Segment Start: Extracted material

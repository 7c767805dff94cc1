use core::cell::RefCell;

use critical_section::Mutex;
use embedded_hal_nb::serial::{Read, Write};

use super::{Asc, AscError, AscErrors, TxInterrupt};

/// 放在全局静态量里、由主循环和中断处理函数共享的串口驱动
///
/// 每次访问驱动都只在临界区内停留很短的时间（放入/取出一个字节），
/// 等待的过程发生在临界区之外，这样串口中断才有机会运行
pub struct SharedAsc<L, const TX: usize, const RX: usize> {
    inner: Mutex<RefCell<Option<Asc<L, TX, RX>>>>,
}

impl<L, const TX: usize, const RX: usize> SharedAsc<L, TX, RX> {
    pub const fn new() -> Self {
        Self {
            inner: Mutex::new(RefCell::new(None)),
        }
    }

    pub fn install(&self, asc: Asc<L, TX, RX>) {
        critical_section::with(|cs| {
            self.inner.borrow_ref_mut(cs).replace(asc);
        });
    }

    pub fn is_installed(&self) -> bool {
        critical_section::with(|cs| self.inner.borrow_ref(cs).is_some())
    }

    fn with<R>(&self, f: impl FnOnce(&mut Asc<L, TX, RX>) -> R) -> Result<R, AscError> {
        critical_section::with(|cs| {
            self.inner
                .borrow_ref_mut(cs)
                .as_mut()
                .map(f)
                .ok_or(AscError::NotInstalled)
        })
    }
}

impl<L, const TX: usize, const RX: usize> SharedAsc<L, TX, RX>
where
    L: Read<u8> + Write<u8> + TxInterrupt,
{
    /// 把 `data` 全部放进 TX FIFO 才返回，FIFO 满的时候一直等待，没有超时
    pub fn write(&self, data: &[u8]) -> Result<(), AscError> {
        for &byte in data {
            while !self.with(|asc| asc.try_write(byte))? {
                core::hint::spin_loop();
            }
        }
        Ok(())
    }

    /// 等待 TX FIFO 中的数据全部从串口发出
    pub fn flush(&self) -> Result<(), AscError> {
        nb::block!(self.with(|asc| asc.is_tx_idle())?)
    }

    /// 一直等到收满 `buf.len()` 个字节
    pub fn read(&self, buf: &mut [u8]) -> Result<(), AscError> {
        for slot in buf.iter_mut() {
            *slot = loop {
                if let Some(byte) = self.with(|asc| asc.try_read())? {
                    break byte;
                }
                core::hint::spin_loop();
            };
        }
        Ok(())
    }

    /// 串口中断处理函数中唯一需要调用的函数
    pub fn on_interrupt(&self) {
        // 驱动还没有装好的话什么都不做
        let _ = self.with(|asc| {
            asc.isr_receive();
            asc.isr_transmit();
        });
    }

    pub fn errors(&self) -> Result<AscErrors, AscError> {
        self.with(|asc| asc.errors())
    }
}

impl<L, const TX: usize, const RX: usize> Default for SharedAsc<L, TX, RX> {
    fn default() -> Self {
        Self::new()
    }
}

Segment End: Extracted material

### [What the exercise asks]
Retype the records, line for line.

### [Worked solution]
repository 7c767805dff94cc1
use core::cell::RefCell;

use critical_section::Mutex;
use embedded_hal_nb::serial::{Read, Write};

use super::{Asc, AscError, AscErrors, TxInterrupt};

/// 放在全局静态量里、由主循环和中断处理函数共享的串口驱动
///
/// 每次访问驱动都只在临界区内停留很短的时间（放入/取出一个字节），
/// 等待的过程发生在临界区之外，这样串口中断才有机会运行
pub struct SharedAsc<L, const TX: usize, const RX: usize> {
    inner: Mutex<RefCell<Option<Asc<L, TX, RX>>>>,
}

impl<L, const TX: usize, const RX: usize> SharedAsc<L, TX, RX> {
    pub const fn new() -> Self {
        Self {
            inner: Mutex::new(RefCell::new(None)),
        }
    }

    pub fn install(&self, asc: Asc<L, TX, RX>) {
        critical_section::with(|cs| {
            self.inner.borrow_ref_mut(cs).replace(asc);
        });
    }

    pub fn is_installed(&self) -> bool {
        critical_section::with(|cs| self.inner.borrow_ref(cs).is_some())
    }

    fn with<R>(&self, f: impl FnOnce(&mut Asc<L, TX, RX>) -> R) -> Result<R, AscError> {
        critical_section::with(|cs| {
            self.inner
                .borrow_ref_mut(cs)
                .as_mut()
                .map(f)
                .ok_or(AscError::NotInstalled)
        })
    }
}

impl<L, const TX: usize, const RX: usize> SharedAsc<L, TX, RX>
where
    L: Read<u8> + Write<u8> + TxInterrupt,
{
    /// 把 `data` 全部放进 TX FIFO 才返回，FIFO 满的时候一直等待，没有超时
    pub fn write(&self, data: &[u8]) -> Result<(), AscError> {
        for &byte in data {
            while !self.with(|asc| asc.try_write(byte))? {
                core::hint::spin_loop();
            }
        }
        Ok(())
    }

    /// 等待 TX FIFO 中的数据全部从串口发出
    pub fn flush(&self) -> Result<(), AscError> {
        nb::block!(self.with(|asc| asc.is_tx_idle())?)
    }

    /// 一直等到收满 `buf.len()` 个字节
    pub fn read(&self, buf: &mut [u8]) -> Result<(), AscError> {
        for slot in buf.iter_mut() {
            *slot = loop {
                if let Some(byte) = self.with(|asc| asc.try_read())? {
                    break byte;
                }
                core::hint::spin_loop();
            };
        }
        Ok(())
    }

    /// 串口中断处理函数中唯一需要调用的函数
    pub fn on_interrupt(&self) {
        // 驱动还没有装好的话什么都不做
        let _ = self.with(|asc| {
            asc.isr_receive();
            asc.isr_transmit();
        });
    }

    pub fn errors(&self) -> Result<AscErrors, AscError> {
        self.with(|asc| asc.errors())
    }
}

impl<L, const TX: usize, const RX: usize> Default for SharedAsc<L, TX, RX> {
    fn default() -> Self {
        Self::new()
    }
}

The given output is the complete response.